## PROBLEM TO WORK ON
The records below should be written out again, exactly.

## DATA RECORDS
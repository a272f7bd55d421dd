//! Coach messages - short cheers and training cues shown next to the plan

use clap::ValueEnum;
use rand::seq::SliceRandom;

#[derive(Debug, Clone, Copy, PartialEq, Eq, Hash, ValueEnum)]
pub enum MessageCategory {
    Motivation,
    Tip,
    Celebration,
    Reminder,
}

impl MessageCategory {
    pub fn emoji(&self) -> &'static str {
        match self {
            MessageCategory::Motivation => "💪",
            MessageCategory::Tip => "💡",
            MessageCategory::Celebration => "🏆",
            MessageCategory::Reminder => "⏰",
        }
    }

    pub fn name(&self) -> &'static str {
        match self {
            MessageCategory::Motivation => "Motivation",
            MessageCategory::Tip => "Tip",
            MessageCategory::Celebration => "Celebration",
            MessageCategory::Reminder => "Reminder",
        }
    }
}

pub struct CoachMessage {
    pub category: MessageCategory,
    pub text: &'static str,
}

pub const MESSAGES: &[CoachMessage] = &[
    // === MOTIVATION ===
    CoachMessage {
        category: MessageCategory::Motivation,
        text: "You're unstoppable! Push through the discomfort!",
    },
    CoachMessage {
        category: MessageCategory::Motivation,
        text: "Every rep counts! Build your dream body now!",
    },
    CoachMessage {
        category: MessageCategory::Motivation,
        text: "Your future self thanks you! Keep going!",
    },
    CoachMessage {
        category: MessageCategory::Motivation,
        text: "Form over speed! Quality creates results!",
    },
    CoachMessage {
        category: MessageCategory::Motivation,
        text: "Remember your why! Goals are within reach!",
    },

    // === TIPS ===
    CoachMessage {
        category: MessageCategory::Tip,
        text: "Hydrate now! Water between sets means better performance.",
    },
    CoachMessage {
        category: MessageCategory::Tip,
        text: "Breathe right! Exhale on effort, inhale on recovery.",
    },
    CoachMessage {
        category: MessageCategory::Tip,
        text: "Rest smart! 30-60 seconds between sets.",
    },
    CoachMessage {
        category: MessageCategory::Tip,
        text: "Core engaged! Every exercise needs stability.",
    },
    CoachMessage {
        category: MessageCategory::Tip,
        text: "Progressive overload! Increase intensity gradually.",
    },

    // === CELEBRATION ===
    CoachMessage {
        category: MessageCategory::Celebration,
        text: "Absolutely crushing it! You're a beast!",
    },
    CoachMessage {
        category: MessageCategory::Celebration,
        text: "Workout complete! One step closer to greatness!",
    },
    CoachMessage {
        category: MessageCategory::Celebration,
        text: "Incredible consistency! Dedication pays off!",
    },
    CoachMessage {
        category: MessageCategory::Celebration,
        text: "You're on fire! This commitment is rare!",
    },
    CoachMessage {
        category: MessageCategory::Celebration,
        text: "Beast mode activated! You're unstoppable!",
    },

    // === REMINDERS ===
    CoachMessage {
        category: MessageCategory::Reminder,
        text: "Workout time! Your body is ready!",
    },
    CoachMessage {
        category: MessageCategory::Reminder,
        text: "Reminder! Don't forget your fitness goals!",
    },
    CoachMessage {
        category: MessageCategory::Reminder,
        text: "Time to move! Your workout awaits!",
    },
];

pub fn random_message() -> &'static CoachMessage {
    MESSAGES.choose(&mut rand::thread_rng()).unwrap_or(&MESSAGES[0])
}

pub fn random_message_by_category(category: MessageCategory) -> Option<&'static CoachMessage> {
    let filtered: Vec<_> = MESSAGES.iter().filter(|m| m.category == category).collect();
    filtered.choose(&mut rand::thread_rng()).copied()
}

pub fn format_message(message: &CoachMessage) -> String {
    format!("{} {}: {}", message.category.emoji(), message.category.name(), message.text)
}

/// Headline for the day viewer, keyed by streak length
pub fn streak_message(streak: usize) -> String {
    match streak {
        0 => "Ready to crush your goals?".to_string(),
        1 => "First workout complete! You're on fire!".to_string(),
        3 => "Three days of pure power!".to_string(),
        5 => "Five days! You're a beast!".to_string(),
        7 => "Full week! Legendary performance!".to_string(),
        n => format!("{} days of crushing it!", n),
    }
}

/// Verdict for the progress view
pub fn completion_message(percent: u32) -> &'static str {
    match percent {
        100.. => "Perfect week!",
        70..=99 => "Crushing it!",
        40..=69 => "Keep pushing!",
        _ => "Just getting started!",
    }
}

#[cfg(test)]
mod tests {
    use super::*;
    use std::collections::HashMap;

    #[test]
    fn test_category_names() {
        assert_eq!(MessageCategory::Motivation.name(), "Motivation");
        assert_eq!(MessageCategory::Tip.name(), "Tip");
        assert_eq!(MessageCategory::Celebration.name(), "Celebration");
        assert_eq!(MessageCategory::Reminder.name(), "Reminder");
    }

    #[test]
    fn test_every_category_has_messages() {
        let mut counts = HashMap::new();
        for message in MESSAGES {
            *counts.entry(message.category).or_insert(0) += 1;
        }
        for category in MessageCategory::value_variants() {
            assert!(counts.get(category).copied().unwrap_or(0) >= 3, "{:?}", category);
        }
    }

    #[test]
    fn test_random_message_by_category() {
        for category in MessageCategory::value_variants() {
            let message = random_message_by_category(*category).unwrap();
            assert_eq!(message.category, *category);
        }
    }

    #[test]
    fn test_random_message_never_panics() {
        for _ in 0..20 {
            assert!(!random_message().text.is_empty());
        }
    }

    #[test]
    fn test_format_message() {
        let message = &MESSAGES[0];
        let formatted = format_message(message);
        assert!(formatted.contains(message.category.emoji()));
        assert!(formatted.contains(message.text));
    }

    #[test]
    fn test_streak_message() {
        assert_eq!(streak_message(0), "Ready to crush your goals?");
        assert_eq!(streak_message(7), "Full week! Legendary performance!");
        assert_eq!(streak_message(4), "4 days of crushing it!");
    }

    #[test]
    fn test_completion_message_thresholds() {
        assert_eq!(completion_message(100), "Perfect week!");
        assert_eq!(completion_message(71), "Crushing it!");
        assert_eq!(completion_message(43), "Keep pushing!");
        assert_eq!(completion_message(14), "Just getting started!");
    }
}
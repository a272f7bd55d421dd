//! fitpath - weekly workout plan generator and progress tracker
//!
//! A short onboarding profile turns into a fixed 7-day plan of rest and
//! workout days; progress through the week is stored locally.

pub mod catalog;
pub mod coach;
pub mod db;
pub mod export;
pub mod profile;
pub mod progress;
pub mod routine;
pub mod tui;

pub use db::Database;
pub use profile::UserProfile;
pub use progress::Progress;
pub use routine::{generate, DayRoutine, Schedule};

## RESULT FOR THIS TASK
repository a272f7bd55d421dd
//! Coach messages - short cheers and training cues shown next to the plan

use clap::ValueEnum;
use rand::seq::SliceRandom;

#[derive(Debug, Clone, Copy, PartialEq, Eq, Hash, ValueEnum)]
pub enum MessageCategory {
    Motivation,
    Tip,
    Celebration,
    Reminder,
}

impl MessageCategory {
    pub fn emoji(&self) -> &'static str {
        match self {
            MessageCategory::Motivation => "💪",
            MessageCategory::Tip => "💡",
            MessageCategory::Celebration => "🏆",
            MessageCategory::Reminder => "⏰",
        }
    }

    pub fn name(&self) -> &'static str {
        match self {
            MessageCategory::Motivation => "Motivation",
            MessageCategory::Tip => "Tip",
            MessageCategory::Celebration => "Celebration",
            MessageCategory::Reminder => "Reminder",
        }
    }
}

pub struct CoachMessage {
    pub category: MessageCategory,
    pub text: &'static str,
}

pub const MESSAGES: &[CoachMessage] = &[
    // === MOTIVATION ===
    CoachMessage {
        category: MessageCategory::Motivation,
        text: "You're unstoppable! Push through the discomfort!",
    },
    CoachMessage {
        category: MessageCategory::Motivation,
        text: "Every rep counts! Build your dream body now!",
    },
    CoachMessage {
        category: MessageCategory::Motivation,
        text: "Your future self thanks you! Keep going!",
    },
    CoachMessage {
        category: MessageCategory::Motivation,
        text: "Form over speed! Quality creates results!",
    },
    CoachMessage {
        category: MessageCategory::Motivation,
        text: "Remember your why! Goals are within reach!",
    },

    // === TIPS ===
    CoachMessage {
        category: MessageCategory::Tip,
        text: "Hydrate now! Water between sets means better performance.",
    },
    CoachMessage {
        category: MessageCategory::Tip,
        text: "Breathe right! Exhale on effort, inhale on recovery.",
    },
    CoachMessage {
        category: MessageCategory::Tip,
        text: "Rest smart! 30-60 seconds between sets.",
    },
    CoachMessage {
        category: MessageCategory::Tip,
        text: "Core engaged! Every exercise needs stability.",
    },
    CoachMessage {
        category: MessageCategory::Tip,
        text: "Progressive overload! Increase intensity gradually.",
    },

    // === CELEBRATION ===
    CoachMessage {
        category: MessageCategory::Celebration,
        text: "Absolutely crushing it! You're a beast!",
    },
    CoachMessage {
        category: MessageCategory::Celebration,
        text: "Workout complete! One step closer to greatness!",
    },
    CoachMessage {
        category: MessageCategory::Celebration,
        text: "Incredible consistency! Dedication pays off!",
    },
    CoachMessage {
        category: MessageCategory::Celebration,
        text: "You're on fire! This commitment is rare!",
    },
    CoachMessage {
        category: MessageCategory::Celebration,
        text: "Beast mode activated! You're unstoppable!",
    },

    // === REMINDERS ===
    CoachMessage {
        category: MessageCategory::Reminder,
        text: "Workout time! Your body is ready!",
    },
    CoachMessage {
        category: MessageCategory::Reminder,
        text: "Reminder! Don't forget your fitness goals!",
    },
    CoachMessage {
        category: MessageCategory::Reminder,
        text: "Time to move! Your workout awaits!",
    },
];

pub fn random_message() -> &'static CoachMessage {
    MESSAGES.choose(&mut rand::thread_rng()).unwrap_or(&MESSAGES[0])
}

pub fn random_message_by_category(category: MessageCategory) -> Option<&'static CoachMessage> {
    let filtered: Vec<_> = MESSAGES.iter().filter(|m| m.category == category).collect();
    filtered.choose(&mut rand::thread_rng()).copied()
}

pub fn format_message(message: &CoachMessage) -> String {
    format!("{} {}: {}", message.category.emoji(), message.category.name(), message.text)
}

/// Headline for the day viewer, keyed by streak length
pub fn streak_message(streak: usize) -> String {
    match streak {
        0 => "Ready to crush your goals?".to_string(),
        1 => "First workout complete! You're on fire!".to_string(),
        3 => "Three days of pure power!".to_string(),
        5 => "Five days! You're a beast!".to_string(),
        7 => "Full week! Legendary performance!".to_string(),
        n => format!("{} days of crushing it!", n),
    }
}

/// Verdict for the progress view
pub fn completion_message(percent: u32) -> &'static str {
    match percent {
        100.. => "Perfect week!",
        70..=99 => "Crushing it!",
        40..=69 => "Keep pushing!",
        _ => "Just getting started!",
    }
}

#[cfg(test)]
mod tests {
    use super::*;
    use std::collections::HashMap;

    #[test]
    fn test_category_names() {
        assert_eq!(MessageCategory::Motivation.name(), "Motivation");
        assert_eq!(MessageCategory::Tip.name(), "Tip");
        assert_eq!(MessageCategory::Celebration.name(), "Celebration");
        assert_eq!(MessageCategory::Reminder.name(), "Reminder");
    }

    #[test]
    fn test_every_category_has_messages() {
        let mut counts = HashMap::new();
        for message in MESSAGES {
            *counts.entry(message.category).or_insert(0) += 1;
        }
        for category in MessageCategory::value_variants() {
            assert!(counts.get(category).copied().unwrap_or(0) >= 3, "{:?}", category);
        }
    }

    #[test]
    fn test_random_message_by_category() {
        for category in MessageCategory::value_variants() {
            let message = random_message_by_category(*category).unwrap();
            assert_eq!(message.category, *category);
        }
    }

    #[test]
    fn test_random_message_never_panics() {
        for _ in 0..20 {
            assert!(!random_message().text.is_empty());
        }
    }

    #[test]
    fn test_format_message() {
        let message = &MESSAGES[0];
        let formatted = format_message(message);
        assert!(formatted.contains(message.category.emoji()));
        assert!(formatted.contains(message.text));
    }

    #[test]
    fn test_streak_message() {
        assert_eq!(streak_message(0), "Ready to crush your goals?");
        assert_eq!(streak_message(7), "Full week! Legendary performance!");
        assert_eq!(streak_message(4), "4 days of crushing it!");
    }

    #[test]
    fn test_completion_message_thresholds() {
        assert_eq!(completion_message(100), "Perfect week!");
        assert_eq!(completion_message(71), "Crushing it!");
        assert_eq!(completion_message(43), "Keep pushing!");
        assert_eq!(completion_message(14), "Just getting started!");
    }
}
repository a272f7bd55d421dd
//! fitpath - weekly workout plan generator and progress tracker
//!
//! A short onboarding profile turns into a fixed 7-day plan of rest and
//! workout days; progress through the week is stored locally.

pub mod catalog;
pub mod coach;
pub mod db;
pub mod export;
pub mod profile;
pub mod progress;
pub mod routine;
pub mod tui;

pub use db::Database;
pub use profile::UserProfile;
pub use progress::Progress;
pub use routine::{generate, DayRoutine, Schedule};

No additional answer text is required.